What is needed: Look through the data below. Pick out the lines holding the string "peak".

─── Task material ───

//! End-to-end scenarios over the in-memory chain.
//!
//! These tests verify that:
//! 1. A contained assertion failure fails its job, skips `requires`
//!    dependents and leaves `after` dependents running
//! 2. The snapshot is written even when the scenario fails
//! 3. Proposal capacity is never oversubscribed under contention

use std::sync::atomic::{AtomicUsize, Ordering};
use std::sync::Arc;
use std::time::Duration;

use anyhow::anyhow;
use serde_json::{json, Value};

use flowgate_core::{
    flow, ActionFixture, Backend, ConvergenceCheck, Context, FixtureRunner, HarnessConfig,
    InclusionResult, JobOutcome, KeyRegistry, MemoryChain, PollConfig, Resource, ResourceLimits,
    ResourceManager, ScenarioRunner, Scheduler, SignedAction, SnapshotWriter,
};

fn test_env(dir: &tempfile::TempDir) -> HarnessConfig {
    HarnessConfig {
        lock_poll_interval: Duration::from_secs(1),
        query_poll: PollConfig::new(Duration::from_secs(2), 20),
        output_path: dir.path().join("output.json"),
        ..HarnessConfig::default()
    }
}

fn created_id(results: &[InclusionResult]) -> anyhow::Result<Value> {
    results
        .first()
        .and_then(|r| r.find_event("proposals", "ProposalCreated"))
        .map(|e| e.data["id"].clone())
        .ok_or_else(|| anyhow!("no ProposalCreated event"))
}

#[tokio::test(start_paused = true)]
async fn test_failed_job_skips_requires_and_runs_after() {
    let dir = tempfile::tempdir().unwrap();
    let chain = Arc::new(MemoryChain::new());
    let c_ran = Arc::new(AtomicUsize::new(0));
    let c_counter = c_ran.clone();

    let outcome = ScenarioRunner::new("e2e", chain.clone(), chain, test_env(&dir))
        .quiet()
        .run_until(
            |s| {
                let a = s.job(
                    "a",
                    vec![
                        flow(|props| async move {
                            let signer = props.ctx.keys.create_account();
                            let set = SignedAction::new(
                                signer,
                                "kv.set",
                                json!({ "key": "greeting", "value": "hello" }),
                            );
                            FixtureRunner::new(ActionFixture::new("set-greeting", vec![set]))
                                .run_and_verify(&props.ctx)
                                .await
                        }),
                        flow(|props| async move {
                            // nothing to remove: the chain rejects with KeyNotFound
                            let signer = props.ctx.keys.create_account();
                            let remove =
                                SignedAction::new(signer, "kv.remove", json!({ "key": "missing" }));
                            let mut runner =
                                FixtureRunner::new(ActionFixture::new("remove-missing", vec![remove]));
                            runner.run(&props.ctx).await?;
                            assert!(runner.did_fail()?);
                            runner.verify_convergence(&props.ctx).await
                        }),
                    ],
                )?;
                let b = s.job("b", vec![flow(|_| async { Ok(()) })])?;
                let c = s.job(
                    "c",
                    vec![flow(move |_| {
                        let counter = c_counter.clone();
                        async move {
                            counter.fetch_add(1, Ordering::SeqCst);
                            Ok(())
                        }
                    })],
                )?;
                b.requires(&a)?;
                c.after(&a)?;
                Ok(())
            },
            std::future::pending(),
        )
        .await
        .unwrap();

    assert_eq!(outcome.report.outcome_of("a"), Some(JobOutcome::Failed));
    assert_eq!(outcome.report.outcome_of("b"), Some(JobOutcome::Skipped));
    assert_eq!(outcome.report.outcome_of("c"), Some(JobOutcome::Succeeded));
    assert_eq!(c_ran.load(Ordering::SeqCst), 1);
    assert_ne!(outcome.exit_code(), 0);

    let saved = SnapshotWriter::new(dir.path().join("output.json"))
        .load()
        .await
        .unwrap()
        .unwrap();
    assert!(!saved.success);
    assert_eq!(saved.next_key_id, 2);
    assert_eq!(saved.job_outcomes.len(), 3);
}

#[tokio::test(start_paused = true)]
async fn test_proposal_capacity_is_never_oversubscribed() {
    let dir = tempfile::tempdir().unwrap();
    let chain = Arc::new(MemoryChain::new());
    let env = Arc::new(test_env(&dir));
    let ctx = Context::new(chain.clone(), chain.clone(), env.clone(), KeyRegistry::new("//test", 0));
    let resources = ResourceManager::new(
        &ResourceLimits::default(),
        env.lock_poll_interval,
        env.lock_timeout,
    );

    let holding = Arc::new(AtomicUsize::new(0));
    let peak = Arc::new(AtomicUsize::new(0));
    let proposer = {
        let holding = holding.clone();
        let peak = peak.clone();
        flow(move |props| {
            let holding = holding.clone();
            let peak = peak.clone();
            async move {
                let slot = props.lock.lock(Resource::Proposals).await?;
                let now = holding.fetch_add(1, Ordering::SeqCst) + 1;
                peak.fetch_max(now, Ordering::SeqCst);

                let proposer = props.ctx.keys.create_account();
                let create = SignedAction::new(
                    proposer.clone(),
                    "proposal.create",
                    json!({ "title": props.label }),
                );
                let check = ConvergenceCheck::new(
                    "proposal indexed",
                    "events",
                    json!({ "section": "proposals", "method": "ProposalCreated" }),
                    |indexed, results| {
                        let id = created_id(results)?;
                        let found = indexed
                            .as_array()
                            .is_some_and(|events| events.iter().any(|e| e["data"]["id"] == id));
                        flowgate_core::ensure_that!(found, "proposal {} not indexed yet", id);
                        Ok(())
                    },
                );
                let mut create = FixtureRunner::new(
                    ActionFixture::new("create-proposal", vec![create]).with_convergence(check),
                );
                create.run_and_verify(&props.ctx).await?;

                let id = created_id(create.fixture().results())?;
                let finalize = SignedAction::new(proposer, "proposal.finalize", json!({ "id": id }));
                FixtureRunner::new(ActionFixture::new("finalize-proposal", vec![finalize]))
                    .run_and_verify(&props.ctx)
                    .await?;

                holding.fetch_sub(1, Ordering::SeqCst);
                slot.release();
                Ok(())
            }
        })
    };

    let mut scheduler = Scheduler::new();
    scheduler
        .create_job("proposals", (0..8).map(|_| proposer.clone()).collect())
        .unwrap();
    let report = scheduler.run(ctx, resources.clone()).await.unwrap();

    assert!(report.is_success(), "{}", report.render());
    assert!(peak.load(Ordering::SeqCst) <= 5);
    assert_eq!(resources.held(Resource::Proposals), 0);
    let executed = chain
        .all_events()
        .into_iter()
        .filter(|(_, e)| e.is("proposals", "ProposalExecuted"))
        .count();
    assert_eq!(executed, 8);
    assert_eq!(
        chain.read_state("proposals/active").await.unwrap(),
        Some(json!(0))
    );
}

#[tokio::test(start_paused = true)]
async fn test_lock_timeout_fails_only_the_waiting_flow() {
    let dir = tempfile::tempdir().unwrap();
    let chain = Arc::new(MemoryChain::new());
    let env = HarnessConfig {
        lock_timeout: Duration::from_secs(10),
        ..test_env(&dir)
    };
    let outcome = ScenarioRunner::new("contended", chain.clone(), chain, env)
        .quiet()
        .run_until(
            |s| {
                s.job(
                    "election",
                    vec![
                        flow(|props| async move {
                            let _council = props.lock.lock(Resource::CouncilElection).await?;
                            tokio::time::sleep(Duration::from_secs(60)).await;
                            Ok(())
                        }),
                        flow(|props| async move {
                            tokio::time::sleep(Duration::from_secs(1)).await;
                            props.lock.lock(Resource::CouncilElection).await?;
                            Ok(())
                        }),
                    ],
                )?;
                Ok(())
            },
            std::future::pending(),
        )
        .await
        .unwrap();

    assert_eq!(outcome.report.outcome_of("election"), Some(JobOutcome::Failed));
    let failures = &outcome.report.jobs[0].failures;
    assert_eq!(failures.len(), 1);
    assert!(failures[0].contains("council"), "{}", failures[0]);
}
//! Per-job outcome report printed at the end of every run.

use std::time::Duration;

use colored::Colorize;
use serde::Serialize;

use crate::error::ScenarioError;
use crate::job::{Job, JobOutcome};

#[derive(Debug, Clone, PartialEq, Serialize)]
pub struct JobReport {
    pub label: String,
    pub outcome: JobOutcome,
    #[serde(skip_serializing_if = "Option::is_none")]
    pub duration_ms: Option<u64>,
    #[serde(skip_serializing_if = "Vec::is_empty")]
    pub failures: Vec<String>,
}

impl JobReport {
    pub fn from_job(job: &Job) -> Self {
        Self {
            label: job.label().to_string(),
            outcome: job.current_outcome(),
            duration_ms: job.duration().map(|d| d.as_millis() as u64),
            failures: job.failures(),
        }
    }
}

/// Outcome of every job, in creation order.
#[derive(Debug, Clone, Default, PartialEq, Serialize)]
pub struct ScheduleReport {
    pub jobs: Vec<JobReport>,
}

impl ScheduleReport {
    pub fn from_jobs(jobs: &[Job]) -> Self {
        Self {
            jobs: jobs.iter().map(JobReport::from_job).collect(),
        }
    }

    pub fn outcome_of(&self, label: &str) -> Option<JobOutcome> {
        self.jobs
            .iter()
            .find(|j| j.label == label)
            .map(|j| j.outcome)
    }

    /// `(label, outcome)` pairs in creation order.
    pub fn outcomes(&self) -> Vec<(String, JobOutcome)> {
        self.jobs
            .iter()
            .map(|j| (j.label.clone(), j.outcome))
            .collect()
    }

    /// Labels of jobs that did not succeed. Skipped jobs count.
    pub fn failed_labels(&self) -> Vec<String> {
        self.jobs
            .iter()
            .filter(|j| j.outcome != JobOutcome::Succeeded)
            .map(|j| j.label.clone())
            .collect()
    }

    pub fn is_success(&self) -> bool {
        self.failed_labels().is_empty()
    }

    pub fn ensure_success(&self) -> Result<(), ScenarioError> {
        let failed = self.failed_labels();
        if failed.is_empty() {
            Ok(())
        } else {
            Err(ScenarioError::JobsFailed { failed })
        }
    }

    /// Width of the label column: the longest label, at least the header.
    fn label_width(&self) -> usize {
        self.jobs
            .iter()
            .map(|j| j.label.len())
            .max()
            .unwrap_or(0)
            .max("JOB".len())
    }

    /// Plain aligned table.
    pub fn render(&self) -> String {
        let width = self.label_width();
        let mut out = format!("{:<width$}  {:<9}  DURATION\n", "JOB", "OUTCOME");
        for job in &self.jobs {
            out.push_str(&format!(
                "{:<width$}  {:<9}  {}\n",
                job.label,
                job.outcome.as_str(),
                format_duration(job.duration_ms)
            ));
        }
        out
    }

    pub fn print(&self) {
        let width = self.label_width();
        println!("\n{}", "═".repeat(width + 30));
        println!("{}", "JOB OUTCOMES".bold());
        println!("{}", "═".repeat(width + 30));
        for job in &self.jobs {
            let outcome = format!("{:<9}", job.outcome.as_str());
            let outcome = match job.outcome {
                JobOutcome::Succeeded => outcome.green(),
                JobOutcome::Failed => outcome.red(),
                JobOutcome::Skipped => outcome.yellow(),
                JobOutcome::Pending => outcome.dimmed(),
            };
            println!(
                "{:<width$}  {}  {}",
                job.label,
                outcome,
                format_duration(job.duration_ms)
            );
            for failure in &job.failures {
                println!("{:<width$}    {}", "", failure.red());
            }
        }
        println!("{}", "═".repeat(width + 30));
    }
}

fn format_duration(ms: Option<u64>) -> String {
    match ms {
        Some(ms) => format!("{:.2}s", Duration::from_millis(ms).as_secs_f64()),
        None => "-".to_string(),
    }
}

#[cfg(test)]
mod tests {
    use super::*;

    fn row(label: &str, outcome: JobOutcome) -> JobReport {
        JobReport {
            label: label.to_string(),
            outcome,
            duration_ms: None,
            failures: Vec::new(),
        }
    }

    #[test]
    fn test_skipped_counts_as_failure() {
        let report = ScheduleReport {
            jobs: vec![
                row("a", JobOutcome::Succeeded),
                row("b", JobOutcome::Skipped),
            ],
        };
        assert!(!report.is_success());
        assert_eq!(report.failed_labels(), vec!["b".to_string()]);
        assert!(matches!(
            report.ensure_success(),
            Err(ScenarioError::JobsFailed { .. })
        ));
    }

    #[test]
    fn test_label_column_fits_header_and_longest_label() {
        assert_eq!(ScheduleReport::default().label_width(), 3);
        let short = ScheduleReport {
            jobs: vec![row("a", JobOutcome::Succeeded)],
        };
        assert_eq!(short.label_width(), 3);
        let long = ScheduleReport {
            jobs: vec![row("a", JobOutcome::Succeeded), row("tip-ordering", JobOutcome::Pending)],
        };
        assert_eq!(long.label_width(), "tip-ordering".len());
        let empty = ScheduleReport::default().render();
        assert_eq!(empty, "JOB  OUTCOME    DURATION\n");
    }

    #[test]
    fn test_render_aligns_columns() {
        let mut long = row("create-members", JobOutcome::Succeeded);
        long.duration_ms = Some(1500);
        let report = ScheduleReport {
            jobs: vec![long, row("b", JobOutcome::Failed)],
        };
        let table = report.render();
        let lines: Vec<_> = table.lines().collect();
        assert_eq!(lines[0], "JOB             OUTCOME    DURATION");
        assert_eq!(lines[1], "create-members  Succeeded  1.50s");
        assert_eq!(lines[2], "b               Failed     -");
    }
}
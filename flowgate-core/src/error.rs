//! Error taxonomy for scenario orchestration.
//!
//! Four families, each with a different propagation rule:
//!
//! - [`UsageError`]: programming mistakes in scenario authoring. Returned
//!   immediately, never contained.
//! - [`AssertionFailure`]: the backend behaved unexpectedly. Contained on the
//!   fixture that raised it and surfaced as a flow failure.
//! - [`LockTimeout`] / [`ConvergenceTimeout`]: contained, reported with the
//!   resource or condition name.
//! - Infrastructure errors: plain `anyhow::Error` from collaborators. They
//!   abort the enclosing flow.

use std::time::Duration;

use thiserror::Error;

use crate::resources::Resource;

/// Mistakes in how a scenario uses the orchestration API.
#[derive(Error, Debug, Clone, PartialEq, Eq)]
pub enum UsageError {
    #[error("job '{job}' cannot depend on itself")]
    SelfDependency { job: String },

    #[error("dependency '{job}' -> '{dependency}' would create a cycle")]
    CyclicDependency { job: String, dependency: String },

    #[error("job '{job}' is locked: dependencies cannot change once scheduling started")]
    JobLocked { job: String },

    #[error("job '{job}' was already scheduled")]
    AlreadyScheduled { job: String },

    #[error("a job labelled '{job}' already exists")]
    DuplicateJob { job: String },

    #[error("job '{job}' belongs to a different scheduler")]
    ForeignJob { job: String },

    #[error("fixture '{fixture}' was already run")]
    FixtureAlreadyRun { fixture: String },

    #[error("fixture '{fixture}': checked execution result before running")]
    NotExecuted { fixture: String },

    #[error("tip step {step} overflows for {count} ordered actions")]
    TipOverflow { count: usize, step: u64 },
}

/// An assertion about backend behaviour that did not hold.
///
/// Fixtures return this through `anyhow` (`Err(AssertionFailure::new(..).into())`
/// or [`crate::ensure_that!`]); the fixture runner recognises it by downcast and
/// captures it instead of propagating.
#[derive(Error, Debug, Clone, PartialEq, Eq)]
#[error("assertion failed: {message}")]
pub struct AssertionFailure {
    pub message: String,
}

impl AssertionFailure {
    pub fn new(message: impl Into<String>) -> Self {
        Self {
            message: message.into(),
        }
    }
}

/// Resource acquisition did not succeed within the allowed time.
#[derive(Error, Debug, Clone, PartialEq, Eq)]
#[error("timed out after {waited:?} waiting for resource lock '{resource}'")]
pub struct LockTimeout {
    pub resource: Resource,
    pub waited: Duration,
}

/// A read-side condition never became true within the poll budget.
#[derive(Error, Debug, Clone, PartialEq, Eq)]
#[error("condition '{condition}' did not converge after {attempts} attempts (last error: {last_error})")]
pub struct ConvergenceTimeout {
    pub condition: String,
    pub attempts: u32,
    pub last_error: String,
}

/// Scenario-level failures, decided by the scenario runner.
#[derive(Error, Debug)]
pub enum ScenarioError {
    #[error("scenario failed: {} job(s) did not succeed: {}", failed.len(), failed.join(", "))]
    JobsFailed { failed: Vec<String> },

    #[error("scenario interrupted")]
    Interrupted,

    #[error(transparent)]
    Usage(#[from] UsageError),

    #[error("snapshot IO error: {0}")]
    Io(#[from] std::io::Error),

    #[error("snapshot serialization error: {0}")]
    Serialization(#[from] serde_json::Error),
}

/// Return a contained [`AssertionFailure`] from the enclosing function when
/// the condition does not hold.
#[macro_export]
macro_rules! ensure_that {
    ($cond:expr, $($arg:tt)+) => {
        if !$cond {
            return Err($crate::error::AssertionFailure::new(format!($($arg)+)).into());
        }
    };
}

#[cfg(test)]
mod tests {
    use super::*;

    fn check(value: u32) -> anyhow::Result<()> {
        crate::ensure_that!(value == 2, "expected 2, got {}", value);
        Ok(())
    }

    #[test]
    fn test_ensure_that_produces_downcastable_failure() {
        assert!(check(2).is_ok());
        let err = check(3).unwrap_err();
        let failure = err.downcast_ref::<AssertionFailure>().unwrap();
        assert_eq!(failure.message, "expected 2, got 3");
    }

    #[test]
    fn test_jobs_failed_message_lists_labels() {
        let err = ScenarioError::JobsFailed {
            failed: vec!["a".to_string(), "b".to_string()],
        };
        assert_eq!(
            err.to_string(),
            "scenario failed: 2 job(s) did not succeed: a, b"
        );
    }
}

───

Response to this exercise:
    let peak = Arc::new(AtomicUsize::new(0));
        let peak = peak.clone();
            let peak = peak.clone();
                peak.fetch_max(now, Ordering::SeqCst);
    assert!(peak.load(Ordering::SeqCst) <= 5);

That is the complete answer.